*AIM OF THE TASK*
Your output should be the lines from the one with "to create Discord" through the end of the entries below, set down word for word and nothing else.

*DATA SUPPLIED*
[Start of Attachment]

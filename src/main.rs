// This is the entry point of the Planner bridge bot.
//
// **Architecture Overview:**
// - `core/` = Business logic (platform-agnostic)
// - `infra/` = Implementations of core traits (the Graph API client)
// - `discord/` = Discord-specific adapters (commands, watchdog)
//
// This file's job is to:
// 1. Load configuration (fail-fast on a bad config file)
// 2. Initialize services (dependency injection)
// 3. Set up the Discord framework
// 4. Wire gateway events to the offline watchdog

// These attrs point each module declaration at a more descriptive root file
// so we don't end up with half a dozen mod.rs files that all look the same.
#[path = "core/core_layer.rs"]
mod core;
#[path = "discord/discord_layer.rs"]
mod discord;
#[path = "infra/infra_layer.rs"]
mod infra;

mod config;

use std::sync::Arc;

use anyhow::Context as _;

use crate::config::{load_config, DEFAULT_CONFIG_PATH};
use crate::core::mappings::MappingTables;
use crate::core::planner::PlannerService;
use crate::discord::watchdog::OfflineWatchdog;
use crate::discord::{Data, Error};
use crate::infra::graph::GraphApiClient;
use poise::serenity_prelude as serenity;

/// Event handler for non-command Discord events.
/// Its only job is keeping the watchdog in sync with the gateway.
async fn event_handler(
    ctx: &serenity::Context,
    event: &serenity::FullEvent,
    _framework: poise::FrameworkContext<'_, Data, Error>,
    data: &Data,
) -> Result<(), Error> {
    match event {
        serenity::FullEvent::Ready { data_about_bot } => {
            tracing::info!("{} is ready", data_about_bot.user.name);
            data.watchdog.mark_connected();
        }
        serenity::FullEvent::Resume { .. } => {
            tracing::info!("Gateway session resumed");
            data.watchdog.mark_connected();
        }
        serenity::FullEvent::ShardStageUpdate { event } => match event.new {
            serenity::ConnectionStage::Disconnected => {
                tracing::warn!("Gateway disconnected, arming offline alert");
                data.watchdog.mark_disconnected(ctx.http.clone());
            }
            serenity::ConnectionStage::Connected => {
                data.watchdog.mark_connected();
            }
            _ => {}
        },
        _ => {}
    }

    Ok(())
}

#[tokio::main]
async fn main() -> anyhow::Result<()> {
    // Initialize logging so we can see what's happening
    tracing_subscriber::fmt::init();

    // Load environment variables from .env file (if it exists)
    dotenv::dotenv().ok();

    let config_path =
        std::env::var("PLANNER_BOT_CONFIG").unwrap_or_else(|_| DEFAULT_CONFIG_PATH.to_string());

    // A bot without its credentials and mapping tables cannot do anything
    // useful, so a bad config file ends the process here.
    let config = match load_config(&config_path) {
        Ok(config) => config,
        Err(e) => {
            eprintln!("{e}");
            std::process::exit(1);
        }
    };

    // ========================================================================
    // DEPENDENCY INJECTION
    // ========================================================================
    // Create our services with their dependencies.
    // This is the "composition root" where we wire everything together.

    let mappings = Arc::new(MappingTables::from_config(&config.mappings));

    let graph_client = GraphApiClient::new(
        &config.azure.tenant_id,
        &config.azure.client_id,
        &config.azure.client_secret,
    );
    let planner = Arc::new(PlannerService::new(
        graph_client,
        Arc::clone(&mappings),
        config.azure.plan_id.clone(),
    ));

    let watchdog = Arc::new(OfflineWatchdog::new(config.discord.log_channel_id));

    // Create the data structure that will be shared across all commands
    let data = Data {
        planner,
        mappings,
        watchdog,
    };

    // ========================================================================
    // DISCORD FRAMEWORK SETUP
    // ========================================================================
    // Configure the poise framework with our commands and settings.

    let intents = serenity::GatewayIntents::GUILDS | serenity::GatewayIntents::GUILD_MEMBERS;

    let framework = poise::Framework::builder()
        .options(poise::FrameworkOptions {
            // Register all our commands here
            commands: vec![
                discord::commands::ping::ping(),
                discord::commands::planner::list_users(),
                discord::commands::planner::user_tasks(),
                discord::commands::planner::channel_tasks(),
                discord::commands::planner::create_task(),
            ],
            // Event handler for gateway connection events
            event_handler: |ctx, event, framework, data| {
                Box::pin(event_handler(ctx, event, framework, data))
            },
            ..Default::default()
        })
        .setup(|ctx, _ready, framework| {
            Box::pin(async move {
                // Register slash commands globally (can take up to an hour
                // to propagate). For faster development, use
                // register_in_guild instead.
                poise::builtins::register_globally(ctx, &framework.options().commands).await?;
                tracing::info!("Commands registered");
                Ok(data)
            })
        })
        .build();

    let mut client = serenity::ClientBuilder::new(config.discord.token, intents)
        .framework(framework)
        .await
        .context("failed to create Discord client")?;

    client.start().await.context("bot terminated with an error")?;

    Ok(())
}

[End of Attachment]

*ANSWER SPACE*
        .context("failed to create Discord client")?;

    client.start().await.context("bot terminated with an error")?;

    Ok(())
}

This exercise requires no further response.